Once you have read the records below, write them all out exactly as given.
(RECORD SET begins)
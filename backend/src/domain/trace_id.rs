//! Request-scoped trace identifier for correlation across logs.
//!
//! `TraceId` follows one inbound request through the aggregation pipeline. It
//! lives in task-local storage so domain code can log it without explicit
//! parameter threading.
//!
//! Tokio task-local variables are not inherited across spawned tasks. Use
//! [`TraceId::inherit`] (or [`TraceId::scope`]) when spawning user lookups so
//! their log lines carry the request's identifier.

use std::future::Future;

use tokio::task_local;
use uuid::Uuid;

/// Response header carrying the trace identifier.
pub const TRACE_ID_HEADER: &str = "trace-id";

task_local! {
    /// Task-local storage for the current trace identifier.
    pub(crate) static TRACE_ID: TraceId;
}

/// Per-request trace identifier exposed via task-local storage.
///
/// # Examples
/// ```
/// use roster::domain::TraceId;
///
/// async fn handler() {
///     if let Some(id) = TraceId::current() {
///         tracing::info!(trace_id = %id, "handling request");
///     }
/// }
/// ```
#[derive(Debug, Clone, Copy, PartialEq, Eq)]
pub struct TraceId(pub(crate) Uuid);

impl TraceId {
    /// Generate a new random trace identifier.
    #[must_use]
    #[rustfmt::skip]
    pub(crate) fn generate() -> Self { Self(Uuid::new_v4()) }

    /// Returns the current trace identifier if one is in scope.
    #[must_use]
    #[rustfmt::skip]
    pub fn current() -> Option<Self> { TRACE_ID.try_with(|id| *id).ok() }

    /// Execute the provided future with the supplied trace identifier in scope.
    ///
    /// # Examples
    /// ```
    /// use roster::domain::TraceId;
    ///
    /// # tokio::runtime::Runtime::new().unwrap().block_on(async {
    /// let trace_id: TraceId = "00000000-0000-0000-0000-000000000000"
    ///     .parse()
    ///     .expect("valid UUID");
    /// let observed = TraceId::scope(trace_id, async move { TraceId::current() }).await;
    /// assert_eq!(observed, Some(trace_id));
    /// # });
    /// ```
    pub async fn scope<Fut>(trace_id: TraceId, fut: Fut) -> Fut::Output
    where
        Fut: Future,
    {
        TRACE_ID.scope(trace_id, fut).await
    }

    /// Capture the caller's trace identifier now and re-establish it around
    /// `fut` wherever that future is eventually polled.
    ///
    /// Without a trace identifier in scope the future runs unchanged.
    pub fn inherit<Fut>(fut: Fut) -> impl Future<Output = Fut::Output>
    where
        Fut: Future,
    {
        let captured = Self::current();
        async move {
            match captured {
                Some(trace_id) => TRACE_ID.scope(trace_id, fut).await,
                None => fut.await,
            }
        }
    }
}

impl std::fmt::Display for TraceId {
    fn fmt(&self, f: &mut std::fmt::Formatter<'_>) -> std::fmt::Result {
        write!(f, "{}", self.0)
    }
}

impl std::str::FromStr for TraceId {
    type Err = uuid::Error;

    fn from_str(s: &str) -> Result<Self, Self::Err> {
        Ok(Self(Uuid::parse_str(s)?))
    }
}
(RECORD SET ends)
= RESULT OF THIS EXERCISE =
filename backend/src/domain/trace_id.rs
//! Request-scoped trace identifier for correlation across logs.
//!
//! `TraceId` follows one inbound request through the aggregation pipeline. It
//! lives in task-local storage so domain code can log it without explicit
//! parameter threading.
//!
//! Tokio task-local variables are not inherited across spawned tasks. Use
//! [`TraceId::inherit`] (or [`TraceId::scope`]) when spawning user lookups so
//! their log lines carry the request's identifier.

use std::future::Future;

use tokio::task_local;
use uuid::Uuid;

/// Response header carrying the trace identifier.
pub const TRACE_ID_HEADER: &str = "trace-id";

task_local! {
    /// Task-local storage for the current trace identifier.
    pub(crate) static TRACE_ID: TraceId;
}

/// Per-request trace identifier exposed via task-local storage.
///
/// # Examples
/// ```
/// use roster::domain::TraceId;
///
/// async fn handler() {
///     if let Some(id) = TraceId::current() {
///         tracing::info!(trace_id = %id, "handling request");
///     }
/// }
/// ```
#[derive(Debug, Clone, Copy, PartialEq, Eq)]
pub struct TraceId(pub(crate) Uuid);

impl TraceId {
    /// Generate a new random trace identifier.
    #[must_use]
    #[rustfmt::skip]
    pub(crate) fn generate() -> Self { Self(Uuid::new_v4()) }

    /// Returns the current trace identifier if one is in scope.
    #[must_use]
    #[rustfmt::skip]
    pub fn current() -> Option<Self> { TRACE_ID.try_with(|id| *id).ok() }

    /// Execute the provided future with the supplied trace identifier in scope.
    ///
    /// # Examples
    /// ```
    /// use roster::domain::TraceId;
    ///
    /// # tokio::runtime::Runtime::new().unwrap().block_on(async {
    /// let trace_id: TraceId = "00000000-0000-0000-0000-000000000000"
    ///     .parse()
    ///     .expect("valid UUID");
    /// let observed = TraceId::scope(trace_id, async move { TraceId::current() }).await;
    /// assert_eq!(observed, Some(trace_id));
    /// # });
    /// ```
    pub async fn scope<Fut>(trace_id: TraceId, fut: Fut) -> Fut::Output
    where
        Fut: Future,
    {
        TRACE_ID.scope(trace_id, fut).await
    }

    /// Capture the caller's trace identifier now and re-establish it around
    /// `fut` wherever that future is eventually polled.
    ///
    /// Without a trace identifier in scope the future runs unchanged.
    pub fn inherit<Fut>(fut: Fut) -> impl Future<Output = Fut::Output>
    where
        Fut: Future,
    {
        let captured = Self::current();
        async move {
            match captured {
                Some(trace_id) => TRACE_ID.scope(trace_id, fut).await,
                None => fut.await,
            }
        }
    }
}

impl std::fmt::Display for TraceId {
    fn fmt(&self, f: &mut std::fmt::Formatter<'_>) -> std::fmt::Result {
        write!(f, "{}", self.0)
    }
}

impl std::str::FromStr for TraceId {
    type Err = uuid::Error;

    fn from_str(s: &str) -> Result<Self, Self::Err> {
        Ok(Self(Uuid::parse_str(s)?))
    }
}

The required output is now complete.